On February 4, 2019, I was in class at Urbana High School when a student came in and said there were students fighting in the hall and a teacher had been knocked out. My teacher quickly locked the door and we waited until all students were released from classes at 1:20 p.m. We watched in anticipation as police cars from across the county, fire department vehicles, and ambulances lined up outside our school. I knew that I was safe, but I did not know what was happening outside my classroom. Later we would learn that a fight had broken out in the lunchroom and moved into the hallway, and that several students and a parent had been arrested.
In the aftermath of the fight there was a greater emphasis put on ensuring student and staff safety. In an effort to do this, and to quiet the nerves of anxious parents, the Urbana School Board voted to employ two full-time police officers, who would be allowed to display their weapons while inside the Middle and High Schools. I find this both a gross mistake and a violation of human rights.
I came to this conclusion over the past winter while taking a course in human rights that made me think a lot about the events of my senior year at Urbana High. As I read the United Nations Universal Declaration of Human Rights, I thought about how these rights are present in my life—especially the right to education. The Declaration articulates that everyone has the right to education, and states that “[e]ducation shall be directed to the full development of the human personality and to the strengthening of respect for human rights and fundamental freedoms. It shall promote understanding, tolerance and friendship among all nations, racial or religious groups, and shall further the activities of the United Nations for the maintenance of peace.”

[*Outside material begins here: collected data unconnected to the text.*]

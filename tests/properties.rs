//! Property tests for markup tokenizing, measuring, line breaking and page
//! breaks.

use std::collections::HashMap;

use folio::asset::BackgroundAsset;
use folio::config::EngineConfig;
use folio::font::FontContext;
use folio::layout::{Document, PageManager};
use folio::model::Metadata;
use folio::style::{Color, FontVariant, LineSpacing};
use folio::text::runs::{plain_text, tokenize, StyledRun};
use folio::text::{FlowResult, Frame, TextFlow};
use proptest::prelude::*;

const MARKERS: [char; 4] = ['*', '_', '~', '`'];

/// The markup that produced `runs`: styled runs wrapped back in their
/// delimiters.
fn rewrap(runs: &[StyledRun]) -> String {
    runs.iter()
        .map(|r| {
            let marker = if r.style.bold {
                "*"
            } else if r.style.italic {
                "_"
            } else if r.style.strike {
                "~"
            } else if r.style.monospace {
                "`"
            } else {
                ""
            };
            format!("{}{}{}", marker, r.text, marker)
        })
        .collect()
}

fn words() -> impl Strategy<Value = Vec<String>> {
    prop::collection::vec("[a-zA-Z0-9,.]{1,18}", 1..60)
}

proptest! {
    #[test]
    fn tokenize_only_drops_pair_delimiters(input in "[a-z *_~`]{0,60}") {
        let runs = tokenize(&input);
        prop_assert_eq!(rewrap(&runs), input.clone());

        let pairs = runs.iter().filter(|r| !r.style.is_plain()).count();
        prop_assert_eq!(
            input.chars().count() - plain_text(&runs).chars().count(),
            2 * pairs
        );
        for run in &runs {
            if run.style.is_plain() {
                prop_assert!(!run.is_empty());
            } else {
                prop_assert!(!run.text.contains(MARKERS));
            }
        }
        for pair in runs.windows(2) {
            prop_assert!(!(pair[0].style.is_plain() && pair[1].style.is_plain()));
        }
    }

    #[test]
    fn unmarked_text_is_one_plain_run(input in "[a-zA-Z0-9 ,.]{1,80}") {
        let runs = tokenize(&input);
        prop_assert_eq!(runs, vec![StyledRun::plain(input.clone())]);
    }

    #[test]
    fn measuring_is_monotonic(a in "[ -~]{0,40}", b in "[ -~]{0,40}", size in 6.0f64..24.0) {
        let fonts = FontContext::new();
        for variant in [FontVariant::Regular, FontVariant::Bold, FontVariant::Italic, FontVariant::Monospace] {
            let joined = format!("{}{}", a, b);
            prop_assert!(fonts.measure(&joined, variant, size) + 1e-9 >= fonts.measure(&a, variant, size));
        }
    }

    #[test]
    fn only_single_words_overflow(words in words(), max_width in 20.0f64..400.0, size in 8.0f64..16.0) {
        let fonts = FontContext::new();
        let flow = TextFlow::new(&fonts);
        let text = words.join(" ");
        let lines = flow.break_lines(&[StyledRun::plain(text)], 0.0, max_width, size);

        for line in &lines {
            if line.width > max_width + 0.01 {
                prop_assert!(!line.text().trim().contains(' '), "overflowing line '{}'", line.text());
            }
        }
    }

    #[test]
    fn breaking_keeps_every_word(words in words(), max_width in 20.0f64..400.0) {
        let fonts = FontContext::new();
        let flow = TextFlow::new(&fonts);
        let text = words.join(" ");
        let lines = flow.break_lines(&tokenize(&text), 0.0, max_width, 11.0);

        let rejoined: Vec<String> = lines
            .iter()
            .flat_map(|l| l.text().split_whitespace().map(str::to_string).collect::<Vec<_>>())
            .collect();
        prop_assert_eq!(rejoined, words);
    }

    #[test]
    fn page_breaks_never_split_a_word(
        count in 5usize..80,
        max_width in 60.0f64..300.0,
        lines_left in 0usize..4,
    ) {
        // Each word is a plain stem with a bold tail: two pieces that must
        // land on the same page.
        let text: Vec<String> = (0..count).map(|i| format!("w{}*x{}*", i, i)).collect();
        let runs = tokenize(&text.join(" "));

        let fonts = FontContext::new();
        let flow = TextFlow::new(&fonts);
        let mut pm = page_manager();
        let first = pm.new_page().unwrap();
        let g = *pm.geometry();
        let frame = Frame {
            x: g.margin,
            max_width,
            font_size: 11.0,
            line_height: 13.2,
            color: Color::BLACK,
        };
        let start_y = g.body_bottom() + lines_left as f64 * frame.line_height;
        flow.layout(&runs, FlowResult::new(g.margin, start_y, first), &frame, &mut pm).unwrap();

        let doc = pm.finish();
        let mut page_of: HashMap<String, usize> = HashMap::new();
        for (index, page) in doc.pages.iter().enumerate() {
            for (piece, _, y) in page.surface.texts() {
                prop_assert!(y >= g.body_bottom() - 0.01);
                prop_assert!(page_of.insert(piece.to_string(), index).is_none(), "'{}' drawn twice", piece);
            }
        }
        for i in 0..count {
            let stem = page_of.get(&format!("w{}", i));
            let tail = page_of.get(&format!("x{}", i));
            prop_assert!(stem.is_some() && tail.is_some(), "word {} missing", i);
            prop_assert_eq!(stem, tail, "word {} split across pages", i);
        }
    }
}

fn page_manager() -> PageManager {
    PageManager::new(Document::new(
        &EngineConfig::default(),
        LineSpacing::Single,
        BackgroundAsset::Solid(Color::WHITE),
        None,
        None,
        Metadata::default(),
    ))
}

The installation of additional police in Urbana High and Middle Schools is not in alignment with this right. A police presence does not promote understanding, tolerance or peace, but instead impedes it. The use of police as authoritative figures demolishes the development of understanding in conflicts, because they represent a position of power that can overpower any cooperative talking. They will prevent students from building the tolerance and communication skills necessary for a healthy society. As a student I am intimidated by police and am less likely to try and take part in dialogue under police supervision, because their presence says to me, “if you make a mistake there could be legal consequences.” This climate of fear is clearly not compatible with the vision of education described in the Declaration of Human Rights.
Some argue that an additional police presence in the schools is the best way Urbana can protect access to education. I understand the desire to keep children safe. The right to life and security is also a part of the UN declaration. But this view sees education as a privilege to be earned, however, not a right, and what this approach ignores is the role of social and class standing in one’s perception of that police presence.
Armed police do not instill a sense of safety in all; race and class play a role in how students react to police. Many children, including myself, are afraid of the police. If and when I saw a police officer in the halls of Urbana High School I would become nervous and wonder what was happening that brought the police to school. That same police presence might bring a sense of security to some parents who are comforted by the symbol of authority sent into the school to keep their child safe—but at what cost to another parent’s child?
Last year, when the police showed up at Urbana High to deal with the fight, not a single student in the class I was in felt safer with the police there. We were all more afraid. “What could have happened to cause so many police to show up to our school?” A police presence will only contribute to eroding social trust.
I had an excellent education through the Urbana schools, and I look back on my time there fondly. However, I realize that not everyone had the same opportunities as I did, and I am incredibly privileged and fortunate to have gotten such a strong education. I believe that Urbana schools can offer the same caliber of education I received to every student, but I do not believe that creating a sense of fear in students by adding more police to schools will support this. Students have a right to schools that promote learning, not fear.
Cara Munro is a graduate of Urbana High School, now studying marine biology at the University of California, Santa Cruz.